After a very long day at the hospital, Ally got home about 6pm. Everything went pretty well....she was a bit tearful during the spinal and yelling that it hurt. But then about two minutes later she asked if they had given her the shot in her back yet. She just doesn't remember. That is some good medicine that makes her forget the whole thing. Wish I could take some sometimes. She pretty much took a nap right after the procedure, which really helped her to stay down and avoid the spinal headache. Dr French actually inverted her (feet higher than her head) to let the chemo go straight to her brain and also to prevent the spinal headaches.
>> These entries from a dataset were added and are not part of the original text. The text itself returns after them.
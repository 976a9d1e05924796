//! Domain model for the to-do list.
//!
//! A todo is a plain record: an identifier assigned by storage, a title, a
//! free-text description, a completion flag and an immutable creation
//! timestamp. Infrastructure concerns stay outside this module.

mod error;
mod ids;
mod todo;

pub use error::TodoDomainError;
pub use ids::TodoId;
pub use todo::{PersistedTodoData, Todo};
use axum::{
    extract::State,
    http::{header, HeaderName, HeaderValue},
    response::{IntoResponse, Response},
    Json,
};
use serde::Deserialize;
use tracing::info;

use crate::errors::AppError;
use crate::export::packager::{build_archive, ExportArchive, ARCHIVE_NAME};
use crate::state::AppState;

/// Comma-separated sources left out of the archive because they could not be fetched.
static OMITTED_HEADER: HeaderName = HeaderName::from_static("x-export-omitted");

#[derive(Debug, Default, Deserialize)]
pub struct ExportRequest {
    /// Live page markup; the server-rendered page is used when absent.
    #[serde(default)]
    pub page: Option<String>,
}

/// GET /api/v1/export
///
/// Archives the page as currently rendered by the server.
pub async fn handle_export_rendered(State(state): State<AppState>) -> Result<Response, AppError> {
    export(&state, None).await
}

/// POST /api/v1/export
///
/// Archives the submitted snapshot so unsaved edits are exported as shown.
pub async fn handle_export(
    State(state): State<AppState>,
    Json(request): Json<ExportRequest>,
) -> Result<Response, AppError> {
    let page = request.page.filter(|p| !p.trim().is_empty());
    export(&state, page).await
}

async fn export(state: &AppState, page: Option<String>) -> Result<Response, AppError> {
    // Release the controller before any asset is fetched.
    let markup = match page {
        Some(page) => page,
        None => state.controller.lock().await.render_page(),
    };

    let archive = build_archive(&markup, state.assets.as_ref()).await?;
    info!("Exported {} ({})", ARCHIVE_NAME, archive.included.join(", "));
    Ok(archive_response(archive))
}

fn archive_response(archive: ExportArchive) -> Response {
    let disposition = format!("attachment; filename=\"{ARCHIVE_NAME}\"");
    (
        [
            (header::CONTENT_TYPE, HeaderValue::from_static("application/zip")),
            (
                header::CONTENT_DISPOSITION,
                HeaderValue::from_str(&disposition)
                    .unwrap_or_else(|_| HeaderValue::from_static("attachment")),
            ),
            (OMITTED_HEADER.clone(), omitted_value(&archive)),
        ],
        archive.bytes,
    )
        .into_response()
}

fn omitted_value(archive: &ExportArchive) -> HeaderValue {
    let sources: Vec<&str> = archive.omitted.iter().map(|o| o.source.as_str()).collect();
    HeaderValue::from_str(&sources.join(", "))
        .unwrap_or_else(|_| HeaderValue::from(archive.omitted.len()))
}
//! Profile storage: a single entry holding the JSON-serialized profile.
//!
//! There is no versioning or merging: `save` overwrites the entry, `clear`
//! removes it. `AppState` carries an `Arc<dyn ProfileStore>` so the file
//! backend can be swapped for the in-memory one in tests.

pub mod loader;

use std::path::{Path, PathBuf};

use async_trait::async_trait;
use thiserror::Error;
use tokio::sync::RwLock;
use tracing::{debug, info};

use crate::models::profile::Profile;

#[derive(Debug, Error)]
pub enum StoreError {
    #[error("storage I/O error at {path}: {source}")]
    Io {
        path: PathBuf,
        #[source]
        source: std::io::Error,
    },

    #[error("stored profile is not valid JSON: {0}")]
    Json(#[from] serde_json::Error),
}

#[async_trait]
pub trait ProfileStore: Send + Sync {
    /// `Ok(None)` when nothing has been saved yet.
    async fn load(&self) -> Result<Option<Profile>, StoreError>;

    async fn save(&self, profile: &Profile) -> Result<(), StoreError>;

    async fn clear(&self) -> Result<(), StoreError>;
}

/// Stores the profile as one JSON file on disk.
pub struct JsonFileStore {
    path: PathBuf,
}

impl JsonFileStore {
    pub fn new(path: impl Into<PathBuf>) -> Self {
        Self { path: path.into() }
    }

    pub fn path(&self) -> &Path {
        &self.path
    }

    fn io_err(&self, source: std::io::Error) -> StoreError {
        StoreError::Io {
            path: self.path.clone(),
            source,
        }
    }
}

#[async_trait]
impl ProfileStore for JsonFileStore {
    async fn load(&self) -> Result<Option<Profile>, StoreError> {
        let raw = match tokio::fs::read_to_string(&self.path).await {
            Ok(raw) => raw,
            Err(e) if e.kind() == std::io::ErrorKind::NotFound => return Ok(None),
            Err(e) => return Err(self.io_err(e)),
        };
        debug!("Read stored profile from {}", self.path.display());
        Ok(Some(serde_json::from_str(&raw)?))
    }

    async fn save(&self, profile: &Profile) -> Result<(), StoreError> {
        if let Some(parent) = self.path.parent().filter(|p| !p.as_os_str().is_empty()) {
            tokio::fs::create_dir_all(parent)
                .await
                .map_err(|e| self.io_err(e))?;
        }
        let json = serde_json::to_vec_pretty(profile)?;
        tokio::fs::write(&self.path, json)
            .await
            .map_err(|e| self.io_err(e))?;
        info!("Saved profile to {}", self.path.display());
        Ok(())
    }

    async fn clear(&self) -> Result<(), StoreError> {
        match tokio::fs::remove_file(&self.path).await {
            Ok(()) => {
                info!("Cleared stored profile at {}", self.path.display());
                Ok(())
            }
            Err(e) if e.kind() == std::io::ErrorKind::NotFound => Ok(()),
            Err(e) => Err(self.io_err(e)),
        }
    }
}

/// Keeps the serialized entry in memory. Round-trips through JSON like the
/// file store so both behave the same.
#[derive(Default)]
pub struct MemoryStore {
    entry: RwLock<Option<String>>,
}

impl MemoryStore {
    pub fn new() -> Self {
        Self::default()
    }
}

#[cfg(test)]
impl MemoryStore {
    pub fn with_profile(profile: &Profile) -> Result<Self, StoreError> {
        Ok(Self {
            entry: RwLock::new(Some(serde_json::to_string(profile)?)),
        })
    }

    /// Raw stored JSON, if any.
    pub async fn raw(&self) -> Option<String> {
        self.entry.read().await.clone()
    }
}

#[async_trait]
impl ProfileStore for MemoryStore {
    async fn load(&self) -> Result<Option<Profile>, StoreError> {
        match self.entry.read().await.as_deref() {
            Some(raw) => Ok(Some(serde_json::from_str(raw)?)),
            None => Ok(None),
        }
    }

    async fn save(&self, profile: &Profile) -> Result<(), StoreError> {
        let json = serde_json::to_string(profile)?;
        *self.entry.write().await = Some(json);
        Ok(())
    }

    async fn clear(&self) -> Result<(), StoreError> {
        *self.entry.write().await = None;
        Ok(())
    }
}

#[cfg(test)]
mod tests {
    use super::*;
    use crate::models::profile::ContactItem;

    fn sample() -> Profile {
        Profile {
            name: "Ann".into(),
            contact: vec![ContactItem::new("email.png", "ann@example.com")],
            ..Default::default()
        }
    }

    #[tokio::test]
    async fn test_file_store_missing_entry_is_none() {
        let dir = tempfile::tempdir().unwrap();
        let store = JsonFileStore::new(dir.path().join("userData.json"));
        assert!(store.load().await.unwrap().is_none());
    }

    #[tokio::test]
    async fn test_file_store_save_then_load() {
        let dir = tempfile::tempdir().unwrap();
        let store = JsonFileStore::new(dir.path().join("nested/userData.json"));
        store.save(&sample()).await.unwrap();
        assert_eq!(store.load().await.unwrap(), Some(sample()));
    }

    #[tokio::test]
    async fn test_file_store_save_overwrites() {
        let dir = tempfile::tempdir().unwrap();
        let store = JsonFileStore::new(dir.path().join("userData.json"));
        store.save(&sample()).await.unwrap();
        let replacement = Profile {
            title: "Only title".into(),
            ..Default::default()
        };
        store.save(&replacement).await.unwrap();
        assert_eq!(store.load().await.unwrap(), Some(replacement));
    }

    #[tokio::test]
    async fn test_file_store_clear_is_idempotent() {
        let dir = tempfile::tempdir().unwrap();
        let store = JsonFileStore::new(dir.path().join("userData.json"));
        store.save(&sample()).await.unwrap();
        store.clear().await.unwrap();
        store.clear().await.unwrap();
        assert!(store.load().await.unwrap().is_none());
    }

    #[tokio::test]
    async fn test_file_store_corrupt_entry_is_json_error() {
        let dir = tempfile::tempdir().unwrap();
        let path = dir.path().join("userData.json");
        std::fs::write(&path, "{not json").unwrap();
        let store = JsonFileStore::new(path);
        assert!(matches!(store.load().await, Err(StoreError::Json(_))));
    }

    #[tokio::test]
    async fn test_memory_store_round_trip() {
        let store = MemoryStore::new();
        assert!(store.load().await.unwrap().is_none());
        store.save(&sample()).await.unwrap();
        assert_eq!(store.load().await.unwrap(), Some(sample()));
        assert!(store.raw().await.unwrap().contains("\"socialMedia\""));
        store.clear().await.unwrap();
        assert!(store.raw().await.is_none());
    }
}
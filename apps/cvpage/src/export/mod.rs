// Zip export: page-relative asset fetching and the archive packager.

pub mod assets;
pub mod handlers;
pub mod packager;
//! Export packager: page snapshot + stylesheet + script + images → `cv.zip`.
//!
//! Every fetch is best-effort. A missing stylesheet, script or image is logged
//! once and left out; the archive is still produced with what succeeded.

use std::collections::HashSet;
use std::io::{Cursor, Write};

use bytes::Bytes;
use thiserror::Error;
use tracing::{info, warn};
use zip::write::FileOptions;
use zip::{CompressionMethod, ZipWriter};

use crate::export::assets::AssetSource;
use crate::page::PageSnapshot;

pub const ARCHIVE_NAME: &str = "cv.zip";
pub const PAGE_ENTRY: &str = "index.html";
pub const STYLESHEET: &str = "style.css";
pub const SCRIPT: &str = "script.js";
pub const IMAGE_DIR: &str = "photos";

#[derive(Debug, Error)]
pub enum ExportError {
    #[error("failed to write archive: {0}")]
    Zip(#[from] zip::result::ZipError),

    #[error("failed to write archive: {0}")]
    Io(#[from] std::io::Error),
}

/// An item that could not be fetched and was left out.
#[derive(Debug, Clone, PartialEq, Eq)]
pub struct Omission {
    pub source: String,
    #[allow(dead_code)]
    pub reason: String,
}

#[derive(Debug)]
pub struct ExportArchive {
    pub bytes: Vec<u8>,
    /// Archive entry names in write order.
    pub included: Vec<String>,
    pub omitted: Vec<Omission>,
}

/// Assembles the archive for a page snapshot.
pub async fn build_archive(
    markup: &str,
    assets: &dyn AssetSource,
) -> Result<ExportArchive, ExportError> {
    let image_sources = exportable_images(markup);

    let mut files: Vec<(String, Bytes)> =
        vec![(PAGE_ENTRY.to_string(), Bytes::copy_from_slice(markup.as_bytes()))];
    let mut omitted = Vec::new();

    for path in [STYLESHEET, SCRIPT] {
        match assets.fetch(path).await {
            Ok(data) => files.push((path.to_string(), data)),
            Err(e) => {
                warn!("Omitting {path} from export: {e}");
                omitted.push(Omission {
                    source: path.to_string(),
                    reason: e.to_string(),
                });
            }
        }
    }

    let mut seen = HashSet::new();
    for src in image_sources {
        let entry = format!("{IMAGE_DIR}/{}", image_file_name(&src));
        if !seen.insert(entry.clone()) {
            continue;
        }
        match assets.fetch(&src).await {
            Ok(data) => files.push((entry, data)),
            Err(e) => {
                warn!("Omitting image {src} from export: {e}");
                omitted.push(Omission {
                    source: src,
                    reason: e.to_string(),
                });
            }
        }
    }

    let bytes = write_zip(&files)?;
    info!(
        "Built {ARCHIVE_NAME}: {} entries, {} omitted, {} bytes",
        files.len(),
        omitted.len(),
        bytes.len()
    );

    Ok(ExportArchive {
        bytes,
        included: files.into_iter().map(|(name, _)| name).collect(),
        omitted,
    })
}

/// Image sources worth fetching; in-memory `blob:` and inline `data:` URLs are skipped.
fn exportable_images(markup: &str) -> Vec<String> {
    PageSnapshot::parse(markup)
        .image_sources()
        .into_iter()
        .filter(|src| !src.is_empty() && !src.starts_with("blob:") && !src.starts_with("data:"))
        .collect()
}

fn image_file_name(src: &str) -> &str {
    let path = src.split(&['?', '#'][..]).next().unwrap_or(src);
    match path.rsplit('/').next() {
        Some(name) if !name.is_empty() => name,
        _ => "unnamed_image",
    }
}

fn write_zip(files: &[(String, Bytes)]) -> Result<Vec<u8>, ExportError> {
    let mut zip = ZipWriter::new(Cursor::new(Vec::new()));
    let options = FileOptions::default().compression_method(CompressionMethod::Deflated);
    for (name, data) in files {
        zip.start_file(name.as_str(), options)?;
        zip.write_all(data)?;
    }
    Ok(zip.finish()?.into_inner())
}

#[cfg(test)]
mod tests {
    use super::*;
    use crate::export::assets::{DirAssetSource, HttpAssetSource};
    use crate::page::PageView;
    use crate::storage::loader::embedded_profile;
    use std::io::Read;
    use zip::ZipArchive;

    const PAGE: &str = r#"<!DOCTYPE html><html><body>
        <img src="photos/a.png"><img src="photos/b.png"><img src="photos/missing.png">
        <img src="blob:http://localhost/1234"><img src="photos/a.png">
        </body></html>"#;

    fn asset_dir(with_css: bool) -> tempfile::TempDir {
        let dir = tempfile::tempdir().unwrap();
        std::fs::create_dir_all(dir.path().join("photos")).unwrap();
        std::fs::write(dir.path().join("photos/a.png"), b"aaa").unwrap();
        std::fs::write(dir.path().join("photos/b.png"), b"bbb").unwrap();
        std::fs::write(dir.path().join("script.js"), "console.log('cv');").unwrap();
        if with_css {
            std::fs::write(dir.path().join("style.css"), "body{}").unwrap();
        }
        dir
    }

    fn names(bytes: &[u8]) -> Vec<String> {
        let archive = ZipArchive::new(Cursor::new(bytes.to_vec())).unwrap();
        let mut names: Vec<String> = archive.file_names().map(str::to_string).collect();
        names.sort();
        names
    }

    #[tokio::test]
    async fn test_archive_skips_unresolvable_image() {
        let dir = asset_dir(true);
        let source = DirAssetSource::new(dir.path());
        let archive = build_archive(PAGE, &source).await.unwrap();

        assert_eq!(
            names(&archive.bytes),
            vec!["index.html", "photos/a.png", "photos/b.png", "script.js", "style.css"]
        );
        assert_eq!(archive.omitted.len(), 1);
        assert_eq!(archive.omitted[0].source, "photos/missing.png");
    }

    #[tokio::test]
    async fn test_archive_contains_snapshot_and_image_bytes() {
        let dir = asset_dir(true);
        let source = DirAssetSource::new(dir.path());
        let archive = build_archive(PAGE, &source).await.unwrap();

        let mut zip = ZipArchive::new(Cursor::new(archive.bytes)).unwrap();
        let mut html = String::new();
        zip.by_name("index.html").unwrap().read_to_string(&mut html).unwrap();
        assert_eq!(html, PAGE);

        let mut image = Vec::new();
        zip.by_name("photos/b.png").unwrap().read_to_end(&mut image).unwrap();
        assert_eq!(image, b"bbb");
    }

    #[tokio::test]
    async fn test_missing_stylesheet_does_not_abort() {
        let dir = asset_dir(false);
        let source = DirAssetSource::new(dir.path());
        let archive = build_archive(PAGE, &source).await.unwrap();

        assert!(!archive.included.contains(&"style.css".to_string()));
        assert!(archive.included.contains(&"script.js".to_string()));
        let omitted: Vec<_> = archive.omitted.iter().map(|o| o.source.as_str()).collect();
        assert_eq!(omitted, vec!["style.css", "photos/missing.png"]);
    }

    #[tokio::test]
    async fn test_foreign_host_image_is_omitted_from_http_export() {
        // Nothing listens on port 1, so stylesheet and script are omitted too.
        let source = HttpAssetSource::new("http://127.0.0.1:1/cv");
        let page = r#"<html><body><img src="http://169.254.169.254/latest/meta-data/creds"></body></html>"#;
        let archive = build_archive(page, &source).await.unwrap();

        assert_eq!(names(&archive.bytes), vec!["index.html"]);
        let refused = archive
            .omitted
            .iter()
            .find(|o| o.source.ends_with("meta-data/creds"))
            .unwrap();
        assert!(refused.reason.contains("escapes the asset root"));
    }

    #[tokio::test]
    async fn test_default_page_exports_without_omissions() {
        let source = DirAssetSource::new(concat!(env!("CARGO_MANIFEST_DIR"), "/public"));
        let page = crate::page::render_page(&embedded_profile(), &PageView::default());
        let archive = build_archive(&page, &source).await.unwrap();

        assert!(archive.omitted.is_empty(), "{:?}", archive.omitted);
        assert!(archive.included.contains(&"photos/profile.png".to_string()));
        assert!(archive.included.contains(&"photos/phone.png".to_string()));
    }

    #[test]
    fn test_image_file_name() {
        assert_eq!(image_file_name("photos/phone.png"), "phone.png");
        assert_eq!(image_file_name("https://x.test/a/b.jpg?v=2"), "b.jpg");
        assert_eq!(image_file_name("photos/"), "unnamed_image");
    }

    #[test]
    fn test_exportable_images_skips_ephemeral_sources() {
        let images = exportable_images(
            r#"<img src="blob:abc"><img src="data:image/png;base64,AA=="><img src="photos/x.png"><img>"#,
        );
        assert_eq!(images, vec!["photos/x.png"]);
    }
}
I was only there for about half the day and then set off in the snowstorm to collect my other two children. We got six inches of snow while Ally was doing all her stuff. Thanks to my sister for coming thru in a pinch for us and watching Evan.

While we were there, and before her spinal, Ally passed out some Valentines to some of her friends. We went over to the inpatient unit and caught up with a few friends. While we were there, we found out about a little boy Ethan who had ALL four years ago and it has relapsed. I actually think I met him recently at an event. There was also another little girl there...same thing-- ALL relapsed. This bothers me so much I can't even incorporate the words to describe it. It is our biggest fear...if it relapses you have to do all kinds of stuff including a bone marrow transplant and chances of survival go down. So I have had a pit in my stomach all day about all of this. And another one of her friends, Davey, is having a bone marrow to see what is going on with him...which has me worried. What happened to all the good statistics on ALL that we heard about?...it doesn't seem like it is holding true for our hospital family. I guess we just have to keep praying and praying and try not worry. It is ultimately in God's hands and her path is already chosen.

She goes back in tomorrow at 10am for the double shots in the legs. I do not know why they can't do it all in the same day....but there is some research/reason behind it so I do not ask. Whatever they say, we do.

A funny story...Jerad took Ally to a communion meeting at church a couple weeks ago (she gets her first communion in May). Everyone had to go around the room and say someone/something they are thankful for. Most of the kids said the pat answers: Mom, Dad, Grandma, God, etc. But our girl was different. She said she was thankful for her doctors. And yes, that is what I am thankful for too. Our doctors are amazingly smart men who are also very caring and empathetic and also have a love for kids....always joking around with the kids about this or that. I seriously feel like I owe my life to these men...how can you ever express your gratitude to someone like them?

7 comments:

  1. You express your gratitude through your positive attitude and your support of our Ally in all that you and your family do, and what we do as Ally's army. The statistics are good and Ally will add to the positive I am sure of that. As you said it is in God's hands and he is very good. My thoughts and prayers are with you during this snowy time.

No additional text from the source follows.